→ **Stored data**
════════
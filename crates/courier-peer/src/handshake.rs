//! Protocol-version exchange performed once per connection.
//!
//! The first frame in each direction carries JSON rather than an envelope:
//! the client sends a [`HandshakeRequest`], the daemon answers with a
//! [`HandshakeResponse`]. A daemon that cannot serve the client still answers
//! (with `accepted: false`) before closing, so the client reports
//! [`CourierError::IncompatibleProtocol`] rather than a bare disconnect.

use std::io::{ErrorKind, Read, Write};
use std::time::{Duration, Instant};

use courier_frame::{FrameConfig, FrameError, FrameReader, FrameWriter};
use courier_transport::IpcStream;
use serde::{Deserialize, Serialize};
use tracing::debug;

use crate::error::{CourierError, Result};

const MAX_PROTOCOL_LEN: usize = 32;
const MAX_VERSION_LEN: usize = 16;

/// Client handshake request.
#[derive(Debug, Clone, Serialize, Deserialize, PartialEq, Eq)]
pub struct HandshakeRequest {
    /// Protocol name. `courier` by default.
    pub protocol: String,
    /// Protocol version as `<major>.<minor>`.
    pub version: String,
}

/// Daemon handshake response.
#[derive(Debug, Clone, Serialize, Deserialize, PartialEq, Eq)]
pub struct HandshakeResponse {
    pub protocol: String,
    pub version: String,
    /// Daemon-assigned identifier, for correlating logs on both sides.
    pub connection_id: u64,
    pub accepted: bool,
    #[serde(default, skip_serializing_if = "Option::is_none")]
    pub reason: Option<String>,
}

/// Result of a successful handshake.
#[derive(Debug, Clone, PartialEq, Eq)]
pub struct HandshakeResult {
    pub connection_id: u64,
    /// Version announced by the other side.
    pub peer_version: String,
}

/// Configuration for handshake negotiation.
#[derive(Debug, Clone)]
pub struct HandshakeConfig {
    /// Timeout for each blocking handshake operation.
    pub timeout: Duration,
    /// Expected protocol name.
    pub protocol_name: String,
    /// Local protocol version.
    pub protocol_version: String,
    /// Maximum handshake frame payload size in bytes.
    pub max_handshake_payload: usize,
}

impl Default for HandshakeConfig {
    fn default() -> Self {
        Self {
            timeout: Duration::from_secs(5),
            protocol_name: "courier".to_string(),
            protocol_version: "1.0".to_string(),
            max_handshake_payload: 16 * 1024,
        }
    }
}

impl HandshakeConfig {
    /// Frame limits in force until the handshake completes.
    pub fn frame_config(&self) -> FrameConfig {
        FrameConfig {
            max_payload_size: self.max_handshake_payload,
            read_timeout: Some(self.timeout),
            write_timeout: Some(self.timeout),
        }
    }

    fn label(&self) -> String {
        format!("{}/{}", self.protocol_name, self.protocol_version)
    }
}

/// Perform client-side handshake using default configuration.
pub fn handshake_client<R: Read, W: Write>(
    reader: &mut FrameReader<R>,
    writer: &mut FrameWriter<W>,
) -> Result<HandshakeResult> {
    handshake_client_with_config(reader, writer, &HandshakeConfig::default())
}

/// Perform client-side handshake using explicit configuration.
pub fn handshake_client_with_config<R: Read, W: Write>(
    reader: &mut FrameReader<R>,
    writer: &mut FrameWriter<W>,
    config: &HandshakeConfig,
) -> Result<HandshakeResult> {
    validate_protocol_name(&config.protocol_name)?;
    validate_version(&config.protocol_version)?;

    let req = HandshakeRequest {
        protocol: config.protocol_name.clone(),
        version: config.protocol_version.clone(),
    };
    send_json(writer, &req)?;

    let payload = recv_payload(reader, config)?;
    let resp: HandshakeResponse = serde_json::from_slice(&payload)?;

    validate_protocol_name(&resp.protocol)?;
    validate_version(&resp.version)?;
    let remote = format!("{}/{}", resp.protocol, resp.version);

    if !resp.accepted {
        debug!(
            remote = %remote,
            reason = resp.reason.as_deref().unwrap_or(""),
            "daemon rejected handshake"
        );
        return Err(CourierError::IncompatibleProtocol {
            local: config.label(),
            remote,
        });
    }

    if resp.protocol != config.protocol_name
        || !is_version_compatible(&config.protocol_version, &resp.version)?
    {
        return Err(CourierError::IncompatibleProtocol {
            local: config.label(),
            remote,
        });
    }

    Ok(HandshakeResult {
        connection_id: resp.connection_id,
        peer_version: resp.version,
    })
}

/// Perform server-side handshake using default configuration.
pub fn handshake_server<R: Read, W: Write>(
    reader: &mut FrameReader<R>,
    writer: &mut FrameWriter<W>,
    connection_id: u64,
) -> Result<HandshakeResult> {
    handshake_server_with_config(reader, writer, connection_id, &HandshakeConfig::default())
}

/// Perform server-side handshake using explicit configuration.
pub fn handshake_server_with_config<R: Read, W: Write>(
    reader: &mut FrameReader<R>,
    writer: &mut FrameWriter<W>,
    connection_id: u64,
    config: &HandshakeConfig,
) -> Result<HandshakeResult> {
    validate_protocol_name(&config.protocol_name)?;
    validate_version(&config.protocol_version)?;

    let payload = recv_payload(reader, config)?;
    let req: HandshakeRequest = serde_json::from_slice(&payload)?;

    validate_protocol_name(&req.protocol)?;
    validate_version(&req.version)?;
    let remote = format!("{}/{}", req.protocol, req.version);

    let rejection = if req.protocol != config.protocol_name {
        Some(format!(
            "unknown protocol '{}' (expected '{}')",
            req.protocol, config.protocol_name
        ))
    } else if !is_version_compatible(&req.version, &config.protocol_version)? {
        Some(format!(
            "incompatible version '{}' (server '{}')",
            req.version, config.protocol_version
        ))
    } else {
        None
    };

    let resp = HandshakeResponse {
        protocol: config.protocol_name.clone(),
        version: config.protocol_version.clone(),
        connection_id,
        accepted: rejection.is_none(),
        reason: rejection.clone(),
    };
    send_json(writer, &resp)?;

    if let Some(reason) = rejection {
        debug!(connection_id, remote = %remote, reason = %reason, "rejected handshake");
        return Err(CourierError::IncompatibleProtocol {
            local: config.label(),
            remote,
        });
    }

    Ok(HandshakeResult {
        connection_id,
        peer_version: req.version,
    })
}

/// Frame `stream` under handshake limits, run `exchange`, then switch both
/// halves to `runtime`.
pub(crate) fn framed_handshake<F>(
    stream: IpcStream,
    config: &HandshakeConfig,
    runtime: &FrameConfig,
    exchange: F,
) -> Result<(FrameReader<IpcStream>, FrameWriter<IpcStream>, HandshakeResult)>
where
    F: FnOnce(&mut FrameReader<IpcStream>, &mut FrameWriter<IpcStream>) -> Result<HandshakeResult>,
{
    let reader_stream = stream.try_clone()?;
    let mut reader = FrameReader::with_config_ipc(reader_stream, config.frame_config())?;
    let mut writer = FrameWriter::with_config_ipc(stream, config.frame_config())?;

    let result = exchange(&mut reader, &mut writer)?;

    reader.set_max_payload_size(runtime.max_payload_size);
    reader.set_read_timeout(runtime.read_timeout)?;
    writer.set_max_payload_size(runtime.max_payload_size);
    writer.set_write_timeout(runtime.write_timeout)?;
    Ok((reader, writer, result))
}

fn send_json<T: Serialize, W: Write>(writer: &mut FrameWriter<W>, value: &T) -> Result<()> {
    let payload = serde_json::to_vec(value)?;
    writer.send(&payload)?;
    Ok(())
}

fn recv_payload<R: Read>(reader: &mut FrameReader<R>, config: &HandshakeConfig) -> Result<Vec<u8>> {
    let deadline = Instant::now() + config.timeout;
    loop {
        if Instant::now() >= deadline {
            return Err(CourierError::Timeout(config.timeout));
        }

        match reader.read_frame() {
            Ok(frame) => {
                if frame.payload.len() > config.max_handshake_payload {
                    return Err(CourierError::HandshakeFailed(format!(
                        "handshake payload too large: {} (max {})",
                        frame.payload.len(),
                        config.max_handshake_payload
                    )));
                }
                return Ok(frame.payload.to_vec());
            }
            Err(FrameError::Io(err))
                if err.kind() == ErrorKind::WouldBlock || err.kind() == ErrorKind::TimedOut =>
            {
                continue;
            }
            Err(FrameError::ConnectionClosed) => {
                return Err(CourierError::HandshakeFailed(
                    "connection closed during handshake".to_string(),
                ));
            }
            Err(FrameError::FrameTooLarge { size, max }) => {
                return Err(CourierError::HandshakeFailed(format!(
                    "handshake payload too large: {size} (max {max})"
                )));
            }
            Err(err) => return Err(CourierError::Frame(err)),
        }
    }
}

fn validate_protocol_name(protocol: &str) -> Result<()> {
    if protocol.is_empty() || protocol.len() > MAX_PROTOCOL_LEN {
        return Err(CourierError::HandshakeFailed(format!(
            "invalid protocol name length: {}",
            protocol.len()
        )));
    }
    Ok(())
}

fn validate_version(version: &str) -> Result<()> {
    if version.is_empty() || version.len() > MAX_VERSION_LEN {
        return Err(CourierError::HandshakeFailed(format!(
            "invalid protocol version length: {}",
            version.len()
        )));
    }
    let _ = parse_version(version)?;
    Ok(())
}

/// Same major, and the client is at least as new as the daemon's minor.
fn is_version_compatible(client_version: &str, server_version: &str) -> Result<bool> {
    let (client_major, client_minor) = parse_version(client_version)?;
    let (server_major, server_minor) = parse_version(server_version)?;

    Ok(client_major == server_major && client_minor >= server_minor)
}

fn parse_version(version: &str) -> Result<(u16, u16)> {
    let invalid = |what: &str| {
        CourierError::HandshakeFailed(format!("invalid version '{version}': {what}"))
    };

    let (major, minor) = version
        .split_once('.')
        .ok_or_else(|| invalid("expected '<major>.<minor>'"))?;
    if minor.contains('.') {
        return Err(invalid("expected '<major>.<minor>'"));
    }

    let major = major.parse::<u16>().map_err(|_| invalid("non-numeric major"))?;
    let minor = minor.parse::<u16>().map_err(|_| invalid("non-numeric minor"))?;
    Ok((major, minor))
}
use std::io::{ErrorKind, Read};

use courier_transport::IpcStream;
use tracing::trace;

use crate::codec::{Frame, FrameConfig, FrameDecoder};
use crate::envelope::Envelope;
use crate::error::{FrameError, Result};

const READ_CHUNK_SIZE: usize = 8 * 1024;

/// Reads complete frames from any `Read` stream.
///
/// Handles partial reads internally: callers always get complete frames.
pub struct FrameReader<T> {
    inner: T,
    decoder: FrameDecoder,
    config: FrameConfig,
}

impl<T: Read> FrameReader<T> {
    /// Create a new frame reader with default configuration.
    pub fn new(inner: T) -> Self {
        Self::with_config(inner, FrameConfig::default())
    }

    /// Create a new frame reader with explicit configuration.
    pub fn with_config(inner: T, config: FrameConfig) -> Self {
        Self {
            inner,
            decoder: FrameDecoder::new(config.max_payload_size),
            config,
        }
    }

    /// Read the next complete frame (blocking).
    ///
    /// Returns `Err(FrameError::ConnectionClosed)` when EOF lands on a frame
    /// boundary, and `Err(FrameError::MalformedFrame)` when the stream ends in
    /// the middle of a frame.
    pub fn read_frame(&mut self) -> Result<Frame> {
        loop {
            if let Some(frame) = self.decoder.next_frame()? {
                trace!(len = frame.payload.len(), "read frame");
                return Ok(frame);
            }

            let mut chunk = [0u8; READ_CHUNK_SIZE];
            let read = match self.inner.read(&mut chunk) {
                Ok(n) => n,
                Err(err) if err.kind() == ErrorKind::Interrupted => continue,
                Err(err) => return Err(FrameError::Io(err)),
            };

            if read == 0 {
                self.decoder.finish()?;
                return Err(FrameError::ConnectionClosed);
            }

            self.decoder.extend(&chunk[..read]);
        }
    }

    /// Read the next frame and decode its envelope.
    pub fn read_envelope(&mut self) -> Result<Envelope> {
        let frame = self.read_frame()?;
        Envelope::decode(frame.payload)
    }

    /// Borrow the underlying stream.
    pub fn get_ref(&self) -> &T {
        &self.inner
    }

    /// Mutably borrow the underlying stream.
    pub fn get_mut(&mut self) -> &mut T {
        &mut self.inner
    }

    /// Consume the reader and return the inner stream.
    pub fn into_inner(self) -> T {
        self.inner
    }

    /// Update maximum payload size for subsequent frame decoding.
    pub fn set_max_payload_size(&mut self, max_payload_size: usize) {
        self.config.max_payload_size = max_payload_size;
        self.decoder.set_max_payload_size(max_payload_size);
    }

    /// Current frame reader configuration.
    pub fn config(&self) -> &FrameConfig {
        &self.config
    }
}

impl FrameReader<IpcStream> {
    /// Create a frame reader for `IpcStream` and apply read timeout from config.
    pub fn with_config_ipc(inner: IpcStream, config: FrameConfig) -> Result<Self> {
        inner.set_read_timeout(config.read_timeout)?;
        Ok(Self::with_config(inner, config))
    }

    /// Change the read timeout on the underlying stream.
    pub fn set_read_timeout(&mut self, timeout: Option<std::time::Duration>) -> Result<()> {
        self.inner.set_read_timeout(timeout)?;
        self.config.read_timeout = timeout;
        Ok(())
    }
}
════════
→ **Prompt**
From the entries above, extract only the lines running from the one containing "pub fn new(inner: T)" through the one containing "self.config.max_payload_size = max_payload_size;", inclusive.

→ **Solution to this exercise**
    pub fn new(inner: T) -> Self {
        Self::with_config(inner, FrameConfig::default())
    }

    /// Create a new frame reader with explicit configuration.
    pub fn with_config(inner: T, config: FrameConfig) -> Self {
        Self {
            inner,
            decoder: FrameDecoder::new(config.max_payload_size),
            config,
        }
    }

    /// Read the next complete frame (blocking).
    ///
    /// Returns `Err(FrameError::ConnectionClosed)` when EOF lands on a frame
    /// boundary, and `Err(FrameError::MalformedFrame)` when the stream ends in
    /// the middle of a frame.
    pub fn read_frame(&mut self) -> Result<Frame> {
        loop {
            if let Some(frame) = self.decoder.next_frame()? {
                trace!(len = frame.payload.len(), "read frame");
                return Ok(frame);
            }

            let mut chunk = [0u8; READ_CHUNK_SIZE];
            let read = match self.inner.read(&mut chunk) {
                Ok(n) => n,
                Err(err) if err.kind() == ErrorKind::Interrupted => continue,
                Err(err) => return Err(FrameError::Io(err)),
            };

            if read == 0 {
                self.decoder.finish()?;
                return Err(FrameError::ConnectionClosed);
            }

            self.decoder.extend(&chunk[..read]);
        }
    }

    /// Read the next frame and decode its envelope.
    pub fn read_envelope(&mut self) -> Result<Envelope> {
        let frame = self.read_frame()?;
        Envelope::decode(frame.payload)
    }

    /// Borrow the underlying stream.
    pub fn get_ref(&self) -> &T {
        &self.inner
    }

    /// Mutably borrow the underlying stream.
    pub fn get_mut(&mut self) -> &mut T {
        &mut self.inner
    }

    /// Consume the reader and return the inner stream.
    pub fn into_inner(self) -> T {
        self.inner
    }

    /// Update maximum payload size for subsequent frame decoding.
    pub fn set_max_payload_size(&mut self, max_payload_size: usize) {
        self.config.max_payload_size = max_payload_size;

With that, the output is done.